Problem >> In the data below, find the line containing "and score fusion."; reproduce that line and all subsequent lines exactly, and nothing else.

Information supplied >>
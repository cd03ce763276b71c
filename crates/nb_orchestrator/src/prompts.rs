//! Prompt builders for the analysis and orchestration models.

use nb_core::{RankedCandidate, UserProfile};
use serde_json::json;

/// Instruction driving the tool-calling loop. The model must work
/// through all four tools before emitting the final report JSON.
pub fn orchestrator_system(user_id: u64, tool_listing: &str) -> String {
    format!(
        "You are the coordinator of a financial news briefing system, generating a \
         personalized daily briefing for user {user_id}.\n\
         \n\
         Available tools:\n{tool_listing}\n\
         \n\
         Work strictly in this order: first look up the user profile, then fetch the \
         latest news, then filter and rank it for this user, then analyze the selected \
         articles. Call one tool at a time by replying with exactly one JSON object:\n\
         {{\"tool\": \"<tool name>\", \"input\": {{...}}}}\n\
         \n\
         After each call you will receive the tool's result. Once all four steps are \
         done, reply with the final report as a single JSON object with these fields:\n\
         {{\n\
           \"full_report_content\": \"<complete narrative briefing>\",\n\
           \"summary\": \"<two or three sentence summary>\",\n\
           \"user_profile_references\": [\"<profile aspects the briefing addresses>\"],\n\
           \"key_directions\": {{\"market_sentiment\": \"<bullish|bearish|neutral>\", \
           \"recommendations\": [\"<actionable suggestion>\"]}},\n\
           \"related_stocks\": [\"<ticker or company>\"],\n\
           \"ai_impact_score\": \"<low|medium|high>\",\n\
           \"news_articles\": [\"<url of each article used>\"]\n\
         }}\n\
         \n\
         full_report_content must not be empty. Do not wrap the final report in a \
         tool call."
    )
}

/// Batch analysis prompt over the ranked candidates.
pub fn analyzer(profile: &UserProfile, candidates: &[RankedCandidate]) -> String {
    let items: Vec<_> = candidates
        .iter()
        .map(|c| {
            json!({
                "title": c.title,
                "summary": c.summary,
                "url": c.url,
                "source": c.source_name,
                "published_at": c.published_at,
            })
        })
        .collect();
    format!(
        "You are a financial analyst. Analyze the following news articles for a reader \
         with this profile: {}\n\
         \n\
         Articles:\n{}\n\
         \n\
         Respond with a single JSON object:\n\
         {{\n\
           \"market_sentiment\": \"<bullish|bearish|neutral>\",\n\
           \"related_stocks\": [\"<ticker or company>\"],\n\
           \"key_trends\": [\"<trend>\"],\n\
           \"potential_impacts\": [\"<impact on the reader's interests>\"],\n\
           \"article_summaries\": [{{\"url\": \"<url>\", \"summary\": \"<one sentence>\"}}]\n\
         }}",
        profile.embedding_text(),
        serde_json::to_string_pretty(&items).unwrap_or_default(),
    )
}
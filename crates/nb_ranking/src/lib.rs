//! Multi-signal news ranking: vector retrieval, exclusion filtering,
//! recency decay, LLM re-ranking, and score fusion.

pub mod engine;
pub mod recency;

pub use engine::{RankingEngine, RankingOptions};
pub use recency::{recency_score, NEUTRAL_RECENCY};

Exercise solution >>
//! recency decay, LLM re-ranking, and score fusion.

pub mod engine;
pub mod recency;

pub use engine::{RankingEngine, RankingOptions};
pub use recency::{recency_score, NEUTRAL_RECENCY};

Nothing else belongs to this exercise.